> Problem requirements: Quote only the lines from the top of the listing below down to and including the line with "pub use errors::*;".

—————

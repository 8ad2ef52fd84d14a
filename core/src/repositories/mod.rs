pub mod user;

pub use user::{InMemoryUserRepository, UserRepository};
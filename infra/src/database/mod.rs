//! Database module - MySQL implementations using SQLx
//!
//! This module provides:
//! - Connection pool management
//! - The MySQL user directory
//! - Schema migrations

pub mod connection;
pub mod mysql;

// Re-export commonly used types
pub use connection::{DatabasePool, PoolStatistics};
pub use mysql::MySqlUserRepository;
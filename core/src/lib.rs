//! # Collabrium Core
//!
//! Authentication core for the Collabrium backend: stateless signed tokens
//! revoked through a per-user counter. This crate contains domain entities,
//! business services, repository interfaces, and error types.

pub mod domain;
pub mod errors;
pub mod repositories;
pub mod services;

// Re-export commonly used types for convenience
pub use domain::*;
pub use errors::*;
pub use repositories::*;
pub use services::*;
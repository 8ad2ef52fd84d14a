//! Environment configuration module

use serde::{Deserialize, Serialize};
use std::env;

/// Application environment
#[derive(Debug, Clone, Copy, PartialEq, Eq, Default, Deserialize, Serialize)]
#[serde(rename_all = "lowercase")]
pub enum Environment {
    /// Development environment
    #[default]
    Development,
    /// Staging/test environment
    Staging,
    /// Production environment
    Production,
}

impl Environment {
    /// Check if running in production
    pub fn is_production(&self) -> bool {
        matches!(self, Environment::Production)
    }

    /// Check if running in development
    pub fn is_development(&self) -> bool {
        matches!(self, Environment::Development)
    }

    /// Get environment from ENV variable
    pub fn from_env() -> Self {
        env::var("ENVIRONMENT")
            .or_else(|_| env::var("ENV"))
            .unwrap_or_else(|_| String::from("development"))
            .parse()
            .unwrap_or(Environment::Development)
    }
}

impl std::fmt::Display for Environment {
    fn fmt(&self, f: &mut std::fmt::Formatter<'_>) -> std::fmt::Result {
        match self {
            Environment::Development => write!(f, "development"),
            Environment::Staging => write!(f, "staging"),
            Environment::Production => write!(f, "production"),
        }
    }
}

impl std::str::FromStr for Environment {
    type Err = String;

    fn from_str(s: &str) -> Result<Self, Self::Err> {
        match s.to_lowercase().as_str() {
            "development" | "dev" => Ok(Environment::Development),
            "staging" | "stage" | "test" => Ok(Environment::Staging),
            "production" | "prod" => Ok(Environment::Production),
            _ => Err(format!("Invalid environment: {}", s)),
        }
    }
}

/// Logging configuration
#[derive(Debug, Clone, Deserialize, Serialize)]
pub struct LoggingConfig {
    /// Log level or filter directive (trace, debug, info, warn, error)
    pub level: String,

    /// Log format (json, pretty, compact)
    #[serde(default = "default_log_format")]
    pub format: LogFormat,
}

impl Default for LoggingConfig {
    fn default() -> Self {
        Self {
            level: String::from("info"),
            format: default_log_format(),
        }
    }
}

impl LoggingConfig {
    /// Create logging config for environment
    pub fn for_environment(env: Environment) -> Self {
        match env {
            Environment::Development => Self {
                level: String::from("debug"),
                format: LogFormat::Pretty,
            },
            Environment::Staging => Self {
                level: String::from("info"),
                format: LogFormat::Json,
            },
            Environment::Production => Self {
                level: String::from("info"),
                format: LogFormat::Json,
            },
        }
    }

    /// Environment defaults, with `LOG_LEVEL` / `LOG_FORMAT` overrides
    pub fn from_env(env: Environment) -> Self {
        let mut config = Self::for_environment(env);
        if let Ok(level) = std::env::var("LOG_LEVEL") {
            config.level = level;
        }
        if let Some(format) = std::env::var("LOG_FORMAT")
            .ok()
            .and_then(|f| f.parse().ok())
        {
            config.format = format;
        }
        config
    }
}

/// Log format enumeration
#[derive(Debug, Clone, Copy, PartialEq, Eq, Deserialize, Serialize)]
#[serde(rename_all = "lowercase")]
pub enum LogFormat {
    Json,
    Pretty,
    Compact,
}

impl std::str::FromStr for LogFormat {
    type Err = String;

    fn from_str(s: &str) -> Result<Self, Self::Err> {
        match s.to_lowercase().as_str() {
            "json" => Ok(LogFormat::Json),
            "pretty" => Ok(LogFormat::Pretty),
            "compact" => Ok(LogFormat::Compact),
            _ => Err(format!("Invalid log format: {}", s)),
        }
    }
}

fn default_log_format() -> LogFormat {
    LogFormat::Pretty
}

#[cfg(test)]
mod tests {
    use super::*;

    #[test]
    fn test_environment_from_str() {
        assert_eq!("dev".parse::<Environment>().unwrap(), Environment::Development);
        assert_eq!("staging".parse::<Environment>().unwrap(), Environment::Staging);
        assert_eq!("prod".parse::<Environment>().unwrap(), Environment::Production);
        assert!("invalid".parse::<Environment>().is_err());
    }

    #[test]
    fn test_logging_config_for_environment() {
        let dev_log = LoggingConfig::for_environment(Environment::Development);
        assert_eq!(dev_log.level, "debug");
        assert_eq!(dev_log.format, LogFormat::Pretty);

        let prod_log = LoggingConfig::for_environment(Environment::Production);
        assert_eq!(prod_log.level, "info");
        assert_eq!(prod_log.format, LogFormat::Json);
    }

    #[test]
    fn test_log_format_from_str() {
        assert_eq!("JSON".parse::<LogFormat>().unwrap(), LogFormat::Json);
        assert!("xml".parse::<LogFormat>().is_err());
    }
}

—————

> Exercise solution:
repository 8ad2ef52fd84d14a
filename core/src/repositories/mod.rs
pub mod user;

pub use user::{InMemoryUserRepository, UserRepository};
filename infra/src/database/mod.rs
//! Database module - MySQL implementations using SQLx
//!
//! This module provides:
//! - Connection pool management
//! - The MySQL user directory
//! - Schema migrations

pub mod connection;
pub mod mysql;

// Re-export commonly used types
pub use connection::{DatabasePool, PoolStatistics};
pub use mysql::MySqlUserRepository;
filename core/src/lib.rs
//! # Collabrium Core
//!
//! Authentication core for the Collabrium backend: stateless signed tokens
//! revoked through a per-user counter. This crate contains domain entities,
//! business services, repository interfaces, and error types.

pub mod domain;
pub mod errors;
pub mod repositories;
pub mod services;

// Re-export commonly used types for convenience
pub use domain::*;
pub use errors::*;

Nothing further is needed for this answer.